My strident defence of the Spanish victory didn’t go down well with my Footie group. I was accused of belittling the valiant Swiss. The red card for Remo Freuler was a howler, one said. And my love for Barcelona was touted as the reason for backing Spain.
None of that is correct. The only grain of truth is that I support Barcelona, but that has nothing to do with the Spanish national team. I don’t think they are a strong side, and I believe Luis Enrique (a former Barcelona coach) made a mistake in leaving out Real Madrid’s Sergio Ramos, who could have provided the steel in the Spanish defence.
As for the Freuler red card, the opinion is split even among experts. And I’m no expert. To me, it looked like a studs-on challenge. Even if it wasn’t, the referee’s ruling, endorsed by VAR, cannot be reversed. So get on with the game rather than seek excuses. It doesn’t help, except to prolong the banter.

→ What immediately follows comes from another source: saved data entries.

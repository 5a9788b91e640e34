use shootsolo_config::CollisionPolicy;
use std::fs::{self, File};
use std::path::{Path, PathBuf};

#[derive(Debug, thiserror::Error)]
pub enum IoError {
    #[error("IO error: {0}")]
    Io(#[from] std::io::Error),
    #[error("Short copy to {path}: wrote {written} of {expected} bytes")]
    ShortCopy {
        path: PathBuf,
        written: u64,
        expected: u64,
    },
    #[error("Failed writing {path}: {source}")]
    Write {
        path: PathBuf,
        source: std::io::Error,
    },
    #[error("Source has no file name: {0}")]
    NoFileName(PathBuf),
}

impl IoError {
    /// Whether the failed operation may have left a partial file behind
    pub fn left_partial_file(&self) -> bool {
        matches!(self, IoError::Write { .. } | IoError::ShortCopy { .. })
    }
}

/// Create a directory and its parents, treating an existing directory as success
pub fn ensure_dir(dir: &Path) -> Result<(), IoError> {
    fs::create_dir_all(dir).map_err(IoError::Io)
}

/// Work out where `source` lands inside `folder`.
///
/// The name is always the source's base name; with [`CollisionPolicy::Version`]
/// an existing file is left alone and ` (n)` is inserted before the extension.
pub fn destination_for(
    folder: &Path,
    source: &Path,
    policy: CollisionPolicy,
) -> Result<PathBuf, IoError> {
    let file_name = source
        .file_name()
        .ok_or_else(|| IoError::NoFileName(source.to_path_buf()))?;
    let destination = folder.join(file_name);

    if policy == CollisionPolicy::Overwrite || !destination.exists() {
        return Ok(destination);
    }

    let stem = Path::new(file_name)
        .file_stem()
        .map(|s| s.to_string_lossy().into_owned())
        .unwrap_or_default();
    let extension = Path::new(file_name)
        .extension()
        .map(|e| e.to_string_lossy().into_owned());

    let mut n = 1u32;
    loop {
        let candidate_name = match &extension {
            Some(ext) => format!("{stem} ({n}).{ext}"),
            None => format!("{stem} ({n})"),
        };
        let candidate = folder.join(candidate_name);
        if !candidate.exists() {
            return Ok(candidate);
        }
        n += 1;
    }
}

/// Copy every byte of `source` into `destination`, truncating any existing file.
///
/// Returns the number of bytes written. A copy that ends early is an error.
pub fn copy_file(source: &Path, destination: &Path) -> Result<u64, IoError> {
    let expected = fs::metadata(source)?.len();

    let mut input = File::open(source)?;
    let mut output = File::create(destination)?;
    let written = std::io::copy(&mut input, &mut output)
        .and_then(|n| output.sync_all().map(|()| n))
        .map_err(|source| IoError::Write {
            path: destination.to_path_buf(),
            source,
        })?;

    if written != expected {
        return Err(IoError::ShortCopy {
            path: destination.to_path_buf(),
            written,
            expected,
        });
    }
    Ok(written)
}

/// Whether anything, even a dangling symlink, sits at `path`
pub fn exists(path: &Path) -> bool {
    fs::symlink_metadata(path).is_ok()
}

/// Replace an existing `destination` with a copy of `source`.
///
/// The bytes go to a hidden sibling first and are renamed over the old file
/// only once complete, so a failed copy leaves `destination` as it was.
pub fn replace_file(source: &Path, destination: &Path) -> Result<u64, IoError> {
    let file_name = destination
        .file_name()
        .ok_or_else(|| IoError::NoFileName(destination.to_path_buf()))?;
    let staging =
        destination.with_file_name(format!(".{}.partial", file_name.to_string_lossy()));

    let result = copy_file(source, &staging).and_then(|written| {
        fs::rename(&staging, destination)?;
        Ok(written)
    });
    if result.is_err()
        && let Err(e) = remove_file(&staging)
    {
        log::warn!("Could not remove {}: {e}", staging.display());
    }
    result
}

/// Whether both paths name the same existing file
pub fn is_same_file(a: &Path, b: &Path) -> bool {
    match (fs::canonicalize(a), fs::canonicalize(b)) {
        (Ok(a), Ok(b)) => a == b,
        _ => false,
    }
}

/// Remove a file, treating "already gone" as success
pub fn remove_file(path: &Path) -> Result<(), IoError> {
    match fs::remove_file(path) {
        Ok(()) => Ok(()),
        Err(e) if e.kind() == std::io::ErrorKind::NotFound => Ok(()),
        Err(e) => Err(IoError::Io(e)),
    }
}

What’s clear to me is that everyone loves a fairytale. A giant-slaying act. The Swiss humbled mighty France in the round of 16 on penalties. Another win looked likely when the game against Spain extended to the shootout. It would well have been a sequel to the fairytale.

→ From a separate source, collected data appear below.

use serde::{Deserialize, Serialize};
use std::path::{Path, PathBuf};
use thiserror::Error;

#[derive(Debug, Error)]
pub enum ConfigError {
    #[error("Failed to read config file at {config_path}: {source}")]
    ConfigReadError {
        config_path: PathBuf,
        source: std::io::Error,
    },

    #[error("Failed to parse config file at {config_path}: {source}")]
    ConfigParseError {
        config_path: PathBuf,
        source: toml::de::Error,
    },
}

/// Semantic kind of public media directory a recording may be saved into.
#[derive(Debug, Clone, Copy, PartialEq, Eq, Hash, Serialize, Deserialize)]
#[serde(rename_all = "lowercase")]
pub enum MediaCategory {
    Camera,
    Movies,
    Pictures,
}

impl MediaCategory {
    pub const ALL: [MediaCategory; 3] = [Self::Camera, Self::Movies, Self::Pictures];
}

/// What to do when the destination file name is already taken.
#[derive(Debug, Clone, Copy, Default, PartialEq, Eq, Serialize, Deserialize)]
#[serde(rename_all = "lowercase")]
pub enum CollisionPolicy {
    /// Truncate and rewrite the existing file
    #[default]
    Overwrite,
    /// Pick the next free `name (n).ext`
    Version,
}

#[derive(Debug, Clone, Copy, PartialEq, Eq, Serialize, Deserialize)]
#[serde(rename_all = "lowercase")]
pub enum Orientation {
    Portrait,
    Landscape,
}

#[derive(Debug, Clone, PartialEq, Serialize, Deserialize)]
#[serde(default)]
pub struct GalleryConfig {
    pub subfolder: String,
    pub mime_type: String,
    pub candidates: Vec<MediaCategory>,
    pub collision: CollisionPolicy,
    pub cleanup_on_failure: bool,
}

impl Default for GalleryConfig {
    fn default() -> Self {
        Self {
            subfolder: "Camera".to_string(),
            mime_type: "video/mp4".to_string(),
            candidates: MediaCategory::ALL.to_vec(),
            collision: CollisionPolicy::Overwrite,
            cleanup_on_failure: true,
        }
    }
}

/// Per-category replacements for the platform's public directories.
#[derive(Debug, Clone, Default, PartialEq, Serialize, Deserialize)]
#[serde(default)]
pub struct DirectoryOverrides {
    #[serde(skip_serializing_if = "Option::is_none")]
    pub camera: Option<PathBuf>,
    #[serde(skip_serializing_if = "Option::is_none")]
    pub movies: Option<PathBuf>,
    #[serde(skip_serializing_if = "Option::is_none")]
    pub pictures: Option<PathBuf>,
}

impl DirectoryOverrides {
    pub fn get(&self, category: MediaCategory) -> Option<&Path> {
        match category {
            MediaCategory::Camera => self.camera.as_deref(),
            MediaCategory::Movies => self.movies.as_deref(),
            MediaCategory::Pictures => self.pictures.as_deref(),
        }
    }

    pub fn is_empty(&self) -> bool {
        self.camera.is_none() && self.movies.is_none() && self.pictures.is_none()
    }

    fn expand(&mut self) {
        for slot in [&mut self.camera, &mut self.movies, &mut self.pictures] {
            if let Some(path) = slot.take() {
                *slot = Some(Config::expand_path(&path).unwrap_or(path));
            }
        }
    }
}

#[derive(Debug, Clone, PartialEq, Serialize, Deserialize)]
#[serde(default)]
pub struct Config {
    /// Prefix of the method channel names, e.g. `<prefix>/storage`
    pub channel_prefix: String,
    #[serde(skip_serializing_if = "Option::is_none")]
    pub data_dir: Option<PathBuf>,
    #[serde(skip_serializing_if = "Option::is_none")]
    pub orientation_lock: Option<Orientation>,
    pub gallery: GalleryConfig,
    #[serde(skip_serializing_if = "DirectoryOverrides::is_empty")]
    pub directories: DirectoryOverrides,
}

impl Default for Config {
    fn default() -> Self {
        Self {
            channel_prefix: "com.example.videorecord".to_string(),
            data_dir: None,
            orientation_lock: None,
            gallery: GalleryConfig::default(),
            directories: DirectoryOverrides::default(),
        }
    }
}

impl Config {
    pub fn load_from_path<P: AsRef<Path>>(config_path: P) -> Result<Option<Self>, ConfigError> {
        let config_path = config_path.as_ref();
        if !config_path.exists() {
            return Ok(None);
        }

        let content = std::fs::read_to_string(config_path).map_err(|source| {
            ConfigError::ConfigReadError {
                config_path: config_path.to_path_buf(),
                source,
            }
        })?;

        let mut config: Config =
            toml::from_str(&content).map_err(|source| ConfigError::ConfigParseError {
                config_path: config_path.to_path_buf(),
                source,
            })?;

        // Expand shell variables and tilde in every configured path
        config.data_dir = config
            .data_dir
            .map(|path| Self::expand_path(&path).unwrap_or(path));
        config.directories.expand();

        Ok(Some(config))
    }

    pub fn load() -> Result<Option<Self>, ConfigError> {
        let config_path = Self::config_path();
        Self::load_from_path(&config_path)
    }

    /// Load the config file if there is one, otherwise the defaults.
    pub fn load_or_default<P: AsRef<Path>>(config_path: P) -> Result<Self, ConfigError> {
        Ok(Self::load_from_path(config_path)?.unwrap_or_default())
    }

    pub fn save_to_path<P: AsRef<Path>>(&self, config_path: P) -> anyhow::Result<()> {
        let config_path = config_path.as_ref();
        if let Some(parent) = config_path.parent() {
            std::fs::create_dir_all(parent)?;
        }
        let content = toml::to_string_pretty(self)?;
        std::fs::write(config_path, content)?;
        Ok(())
    }

    pub fn save(&self) -> anyhow::Result<()> {
        let config_path = Self::config_path();
        self.save_to_path(&config_path)
    }

    pub fn config_path() -> PathBuf {
        let config_dir = shellexpand::tilde("~/.config/shootsolo");
        PathBuf::from(config_dir.as_ref()).join("config.toml")
    }

    pub fn storage_channel(&self) -> String {
        format!("{}/storage", self.channel_prefix)
    }

    pub fn media_channel(&self) -> String {
        format!("{}/media", self.channel_prefix)
    }

    fn expand_path(path: &Path) -> Option<PathBuf> {
        let path_str = path.to_string_lossy();
        match shellexpand::full(&path_str) {
            Ok(expanded) => Some(PathBuf::from(expanded.as_ref())),
            Err(_) => None,
        }
    }
}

Here’s where I disagree. I’m not too fond of all fairytales in football. I hated Greece’s Euro win in 2004: they parked the bus and caught the rivals off-guard with counter-attacks. It was revolting for me. It certainly was one of the worst football tournaments for me. The only Euro fairytale I loved was Denmark’s in 1992 when they went on to win the title despite not qualifying for the tournament. They were drafted in as a last-minute replacement for Yugoslavia, who were excluded over the war in the Balkans.

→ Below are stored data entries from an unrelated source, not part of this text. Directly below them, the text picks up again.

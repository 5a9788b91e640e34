use super::{
    AuthorizationGatekeeper, AuthorizationStatus, Completion, GalleryRegistrar, MediaHandle,
    MediaIndex, RegistrationError, scan_and_wait,
};
use async_trait::async_trait;
use std::path::Path;
use std::sync::Arc;

/// Registration that needs the library gatekeeper's permission first.
pub struct AuthorizedRegistrar {
    gatekeeper: Arc<dyn AuthorizationGatekeeper>,
    index: Arc<dyn MediaIndex>,
}

impl AuthorizedRegistrar {
    pub fn new(gatekeeper: Arc<dyn AuthorizationGatekeeper>, index: Arc<dyn MediaIndex>) -> Self {
        Self { gatekeeper, index }
    }
}

#[async_trait]
impl GalleryRegistrar for AuthorizedRegistrar {
    async fn authorize(&self) -> Result<(), RegistrationError> {
        let (completion, receiver) = Completion::channel();
        self.gatekeeper.request_authorization(completion);

        match receiver.await {
            Ok(AuthorizationStatus::Granted) => Ok(()),
            Ok(AuthorizationStatus::Denied) => Err(RegistrationError::Denied),
            Err(_) => Err(RegistrationError::Abandoned("authorization")),
        }
    }

    async fn register(
        &self,
        path: &Path,
        mime_type: &str,
    ) -> Result<MediaHandle, RegistrationError> {
        log::debug!("Adding {} to the media library", path.display());
        scan_and_wait(self.index.as_ref(), path, mime_type).await
    }
}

The Swiss ride in Euro 2020 started to look like a fairytale on penalties. And I didn’t like it. True, they are a bunch of fighters. You can’t take that away from them. You got to love their spirit. A victory in the shootout against Spain would have been injustice; that’s what I thought. Because Spain dominated much of the match, and the Swiss survived merely on the heroics of goalkeeper Yann Sommer.
I was glad Sommer’s brilliant form didn’t spill into the shootout. He reminded me of Sergio Goycochea, the goalkeeper who saved penalties in the quarterfinals and semifinals to carry Argentina into the 1990 World Cup finals. His luck ran out when Andreas Brehme curled a penalty kick past him in regulation time to script a win for Germany. That was one World Cup I loathed for the lack of brilliance.
Luckily for me, Sommer turned out to be no Goycochea. Which meant Spain won. Shootouts are no fun. Agreed, it is necessary to find a winner after 120 minutes of stalemate. But I just don’t want to see that in every match.
Will Spain win the semifinal? Certainly not. This is one of the weakest Spanish teams I’ve seen. With such a fragile defence, they could well be routed by Italy, who are in splendid form.
So a Spain win wasn’t the point; it’s just that I didn’t want a Swiss win. Fairytales are best reserved for storybooks.